PARIS (AP) – France’s president on Tuesday named a domestic militant Islamist group that was on the horrific street last week after a teacher was beheaded in the Paris suburbs, revealing the classic strategy of the Prophet Muhammad.
Emanuel Macron said the group would be ordered to disband on Wednesday, while a mosque would stop condemning the teacher.
A terror investigation is underway into the murder of an 18-year-old Chechen refugee born in Moscow, who was later shot dead by police. The killer has been identified by authorities as Abdullakh Anzorov.
The seven people detained in connection with the serious murder, including two minors, were to go before an investigating magistrate for final preliminary charges the next day, the judicial official said early Wednesday. The seven were among 16 people initially detained, including five teenagers, for questioning. Nine are being released. The officer is not authorized to cite by name.
Investigators are trying to find out how the killer, who lives in Newmarket City Avarex, arranged his encounter with Patty, whether there was any complication and pre-beheading proceedings.
Speaking after a meeting with regional officials working to confront radical Islamists, Macron added that other organizations and individuals were preparing to shut down or remain silent on the radar.
Meanwhile, as he left school in the Conference-Saint-Honorin, north-west of Paris, he was beheaded on Friday where Samuel Patti gathered in a drizzle to pay his respects. Bouquets of flowers were hung in front of the school.
Patty showed the class of the Prophet of Islam in his class earlier this month to discuss freedom of expression.
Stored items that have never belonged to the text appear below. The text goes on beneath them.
//! Build-or-load pipeline tying the sieve to the artifact store

use std::time::Instant;

use primedex_core::{ArtifactSet, ArtifactStore, SieveBuilder};
use tracing::{info, warn};

use crate::config::PrimedexConfig;
use crate::disk_store::DiskStore;
use crate::error::StoreError;

/// Where a prepared artifact set came from
#[derive(Debug, Clone, Copy, PartialEq, Eq)]
pub enum Provenance {
    /// Nothing was cached; the set was sieved and saved
    Built,
    /// The cached set matched the requested key
    Loaded,
    /// The cached set was stale and has been replaced
    Rebuilt,
}

impl std::fmt::Display for Provenance {
    fn fmt(&self, f: &mut std::fmt::Formatter<'_>) -> std::fmt::Result {
        let label = match self {
            Provenance::Built => "built",
            Provenance::Loaded => "loaded",
            Provenance::Rebuilt => "rebuilt",
        };
        f.write_str(label)
    }
}

/// Produces artifact sets, reusing persisted ones when they are current
pub struct PrimeEngine<S> {
    store: S,
    sieve: SieveBuilder,
    progress_interval: u64,
}

impl PrimeEngine<DiskStore> {
    /// Engine over the configured data directory
    pub fn from_config(config: &PrimedexConfig) -> Self {
        Self::new(DiskStore::new(config.data_dir.clone()))
            .with_sieve(SieveBuilder::new().with_segment_bytes(config.segment_bytes))
            .with_progress_interval(config.progress_interval)
    }
}

impl<S> PrimeEngine<S>
where
    S: ArtifactStore<Error = StoreError>,
{
    /// Engine with the default sieve and progress interval
    pub fn new(store: S) -> Self {
        Self {
            store,
            sieve: SieveBuilder::new(),
            progress_interval: primedex_core::format::constants::DEFAULT_PROGRESS_INTERVAL,
        }
    }

    /// Replace the sieve builder
    pub fn with_sieve(mut self, sieve: SieveBuilder) -> Self {
        self.sieve = sieve;
        self
    }

    /// Log every `interval`-th prime while deriving (0 disables)
    pub fn with_progress_interval(mut self, interval: u64) -> Self {
        self.progress_interval = interval;
        self
    }

    /// The backing store
    pub fn store(&self) -> &S {
        &self.store
    }

    /// Load the set for `bound` if a current one is persisted, otherwise build
    /// and persist it
    ///
    /// Stale artifacts are rebuilt; every other store error aborts.
    pub fn prepare(&self, bound: u64) -> Result<(ArtifactSet, Provenance), StoreError> {
        if self.store.exists(bound) {
            match self.store.load(bound) {
                Ok(set) => {
                    info!(bound, primes = set.store().len(), "loaded cached primes");
                    return Ok((set, Provenance::Loaded));
                }
                Err(e) if e.is_stale() => {
                    warn!(bound, error = %e, "cached primes are stale, recomputing");
                    let set = self.build_and_save(bound)?;
                    return Ok((set, Provenance::Rebuilt));
                }
                Err(e) => return Err(e),
            }
        }

        info!(bound, "no cached primes, computing");
        let set = self.build_and_save(bound)?;
        Ok((set, Provenance::Built))
    }

    fn build_and_save(&self, bound: u64) -> Result<ArtifactSet, StoreError> {
        let started = Instant::now();
        let set = ArtifactSet::build_with(
            &self.sieve,
            bound,
            self.progress_interval,
            |count, prime| info!(count, prime, "primes found"),
        )?;
        info!(
            bound,
            primes = set.store().len(),
            max_prime = ?set.store().max_prime(),
            elapsed_ms = started.elapsed().as_millis() as u64,
            "sieve complete"
        );

        let started = Instant::now();
        self.store.save(&set)?;
        info!(
            bound,
            elapsed_ms = started.elapsed().as_millis() as u64,
            "saved primes"
        );
        Ok(set)
    }
}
Her civic course resulted in parental complaints and threats.
Speaking in the Seine-Saint-Denis area northeast of Paris, Macron reiterated on Tuesday that he wanted “tangible results” to counter the “ideology of the (French) republic’s destruction”.
Maron Crowe said a cabinet meeting on Wednesday would order the dissolution of a group called Collective Chek Yassin. Named after the slain leader of the Palestinian Hamas, the group was founded in the early 2000s by a man who was detained for questioning. Macron did not give details of how the group was “directly trapped” in the attack.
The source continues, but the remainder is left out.